Abstract

Modified non-motor brainstem ventilatory control might be involved in Parkinson’s disease. Our study was designed to investigate the impact of degeneration of the nigrostriatal dopaminergic pathway on resting breathing and hypoxic ventilatory response in conscious rats. The role of central and peripheral dopamine D2 receptors in the modulation of the hypoxic ventilatory response in conditions of dopamine shortage was examined. Adult Wistar rats received a unilateral double 6-hydroxydopamine lesion of the right medial forebrain bundle. After surgery, animals were placed in whole-body plethysmographic chamber and exposed to hypoxia (8% O2). One group of animals received inraperitoneal injections of either haloperidol or domperidone before hypoxia. Levels of dopamine and its metabolite in the brainstem and striatum were assessed. Neurotoxin treatment evoked limb use asymmetry. No effect on the resting normoxic respiration was observed. An increase in tidal volume and a decrease in respiratory rate during respiratory response to hypoxia with short magnification of minute ventilation were predominant effects. Domperidone treatment in intact animals evoked a significant increase in normoxic tidal volume, while haloperidol potentiated tidal volume increase in response to hypoxia.

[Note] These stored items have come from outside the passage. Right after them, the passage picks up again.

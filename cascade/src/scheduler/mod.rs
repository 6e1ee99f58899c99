//! Durable one-shot scheduler
//!
//! Jobs live in `scheduled_actions` so ring timeouts, retries and reminders
//! survive a restart. [`Scheduler`] is the cheap, cloneable write side used
//! by the domain; [`SchedulerRunner`] owns the polling loop.
//!
//! ```text
//!  schedule(job) ──▶ pending ──claim──▶ running ──▶ done | failed
//!                      │                   │
//!                      │ incident closes   └── crash ──▶ abandoned (on restart)
//!                      ▼
//!                   deleted          too late ──▶ missed
//! ```
//!
//! A job that ends `failed`, `missed` or `abandoned` is handed back through
//! [`ActionHandler::on_skipped`] so the alert it was driving gets repaired.
//! The runner also calls [`ActionHandler::reconcile`] at startup and on a
//! fixed period to pick up escalations with nothing scheduled at all.

pub mod action;
pub mod jobs;
pub mod runner;

use std::sync::Arc;

use async_trait::async_trait;
use chrono::{DateTime, Utc};
use tokio::sync::Notify;
use tracing::debug;

use crate::clock::SharedClock;
use crate::error::CascadeError;
use crate::store::{SharedStore, StoreError};

pub use action::{Job, JobState, ScheduledAction};
pub use jobs::SchedulerStats;
pub use runner::{SchedulerConfig, SchedulerHandle, SchedulerRunner, TickReport};

/// Error type for scheduler operations
#[derive(Debug, thiserror::Error)]
pub enum SchedulerError {
    #[error("Scheduler store error: {0}")]
    Store(#[from] StoreError),

    #[error("Failed to encode action: {0}")]
    Encode(String),

    #[error("Undecodable payload for job {job_id}: {message}")]
    Decode { job_id: String, message: String },

    /// The scheduler could not come up; the service must not start
    #[error("Scheduler startup failed: {0}")]
    Startup(String),
}

/// Result type for scheduler operations
pub type SchedulerResult<T> = Result<T, SchedulerError>;

/// Executes due actions
#[async_trait]
pub trait ActionHandler: Send + Sync {
    async fn handle(&self, incident_id: &str, action: &ScheduledAction) -> Result<(), CascadeError>;

    /// A job ended without its action taking effect (`missed`, `failed` or
    /// `abandoned`); repair whatever it was meant to drive
    async fn on_skipped(
        &self,
        _incident_id: &str,
        _action: &ScheduledAction,
        _state: JobState,
    ) -> Result<(), CascadeError> {
        Ok(())
    }

    /// Sweep for work that is overdue with nothing scheduled to drive it;
    /// returns how many incidents were repaired
    async fn reconcile(&self) -> Result<usize, CascadeError> {
        Ok(0)
    }
}

/// Write side of the scheduler
#[derive(Clone)]
pub struct Scheduler {
    store: SharedStore,
    clock: SharedClock,
    wake: Arc<Notify>,
}

impl Scheduler {
    pub fn new(store: SharedStore, clock: SharedClock) -> Self {
        Self {
            store,
            clock,
            wake: Arc::new(Notify::new()),
        }
    }

    pub fn store(&self) -> &SharedStore {
        &self.store
    }

    pub(crate) fn wake_handle(&self) -> Arc<Notify> {
        Arc::clone(&self.wake)
    }

    /// Schedule `action` for `incident_id` at `run_at`
    ///
    /// Returns the job id, or `None` when the incident is no longer active
    /// or the job already started.
    pub async fn schedule(
        &self,
        incident_id: &str,
        action: &ScheduledAction,
        run_at: DateTime<Utc>,
    ) -> SchedulerResult<Option<String>> {
        let job_id = action.job_id(incident_id);
        let payload = action.encode()?;
        let incident_id = incident_id.to_string();
        let alert_id = action.alert_id().map(str::to_string);
        let action_type = action.action_type();
        let now = self.clock.now();

        let written = {
            let job_id = job_id.clone();
            self.store
                .run(move |conn| {
                    jobs::upsert(
                        conn,
                        &jobs::NewJob {
                            job_id: &job_id,
                            incident_id: &incident_id,
                            alert_id: alert_id.as_deref(),
                            action_type,
                            run_at,
                            payload: &payload,
                        },
                        now,
                    )
                })
                .await?
        };

        if !written {
            debug!(job_id, "Job not scheduled (incident inactive or job already started)");
            return Ok(None);
        }
        debug!(job_id, run_at = %run_at, "Job scheduled");
        self.wake.notify_one();
        Ok(Some(job_id))
    }

    /// Delete pending jobs tied to one alert
    pub async fn cancel_for_alert(&self, alert_id: &str) -> SchedulerResult<usize> {
        let alert_id = alert_id.to_string();
        Ok(self
            .store
            .run(move |conn| jobs::delete_pending_for_alert(conn, &alert_id))
            .await?)
    }

    pub async fn pending_for_incident(&self, incident_id: &str) -> SchedulerResult<Vec<Job>> {
        let incident_id = incident_id.to_string();
        Ok(self
            .store
            .run(move |conn| jobs::pending_for_incident(conn, &incident_id))
            .await?)
    }

    pub async fn job(&self, job_id: &str) -> SchedulerResult<Option<Job>> {
        let job_id = job_id.to_string();
        Ok(self.store.run(move |conn| jobs::get(conn, &job_id)).await?)
    }

    pub async fn stats(&self) -> SchedulerResult<SchedulerStats> {
        Ok(self.store.run(|conn| jobs::stats(conn)).await?)
    }
}
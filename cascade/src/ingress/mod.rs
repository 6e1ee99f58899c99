//! Webhook ingress
//!
//! Verify, decode, hand to the engine, and always answer with a
//! success-shaped reply once the request is authentic. Providers retry
//! non-2xx responses; the inbox makes those retries harmless, so a 2xx only
//! ever means "received".

pub mod payload;
pub mod verify;

use std::sync::Arc;

use serde::Serialize;
use serde_json::json;
use tracing::{error, warn};

use crate::engine::{SharedEngine, WebhookOutcome};

pub use payload::{CallEventKind, CallWebhook, ChatWebhook};
pub use verify::{sign, HmacVerifier, SharedSecretVerifier, VerifyError, WebhookRequest, WebhookVerifier};

/// Status and JSON body to return to the provider
#[derive(Debug, Clone, PartialEq, Serialize)]
pub struct WebhookReply {
    pub status: u16,
    pub body: serde_json::Value,
}

impl WebhookReply {
    fn ok(outcome: &str) -> Self {
        Self {
            status: 200,
            body: json!({ "ok": true, "outcome": outcome }),
        }
    }

    fn unauthorized(error: &VerifyError) -> Self {
        Self {
            status: 401,
            body: json!({ "ok": false, "error": error.to_string() }),
        }
    }
}

pub struct Ingress {
    engine: SharedEngine,
    call_verifier: Arc<dyn WebhookVerifier>,
    chat_verifier: Arc<dyn WebhookVerifier>,
}

impl Ingress {
    pub fn new(
        engine: SharedEngine,
        call_verifier: Arc<dyn WebhookVerifier>,
        chat_verifier: Arc<dyn WebhookVerifier>,
    ) -> Self {
        Self {
            engine,
            call_verifier,
            chat_verifier,
        }
    }

    pub async fn call_webhook(&self, request: &WebhookRequest) -> WebhookReply {
        if let Err(e) = self.call_verifier.verify(request) {
            warn!(error = %e, "Rejected unverified call webhook");
            return WebhookReply::unauthorized(&e);
        }
        let hook: CallWebhook = match serde_json::from_slice(&request.body) {
            Ok(hook) => hook,
            Err(e) => {
                warn!(error = %e, "Undecodable call webhook");
                return WebhookReply::ok("undecodable");
            }
        };
        Self::reply(self.engine.handle_call_webhook(&hook).await)
    }

    pub async fn chat_webhook(&self, request: &WebhookRequest) -> WebhookReply {
        if let Err(e) = self.chat_verifier.verify(request) {
            warn!(error = %e, "Rejected unverified chat webhook");
            return WebhookReply::unauthorized(&e);
        }
        let hook: ChatWebhook = match serde_json::from_slice(&request.body) {
            Ok(hook) => hook,
            Err(e) => {
                warn!(error = %e, "Undecodable chat webhook");
                return WebhookReply::ok("undecodable");
            }
        };
        Self::reply(self.engine.handle_chat_webhook(&hook).await)
    }

    fn reply(result: crate::error::CascadeResult<WebhookOutcome>) -> WebhookReply {
        match result {
            Ok(outcome) => WebhookReply::ok(outcome.as_str()),
            Err(e) => {
                error!(error = %e, "Webhook handling failed");
                WebhookReply::ok("error")
            }
        }
    }
}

After the lesion, the effects of both antagonists were absent. In rats with Parkinson’s, the content of dopamine and its metabolite decreased substantially in the injured striatum. Augmentation of a tidal volume response to hypoxia, and the absence of stimulatory effect of intraperitoneal domperidone on normoxic and haloperidol on hypoxic tidal volume, in lesioned rats indicated altered control of breathing. This could be the result of a dopamine deficiency in the striatum and an increased turnover of DOPAC/DA in the brainstem.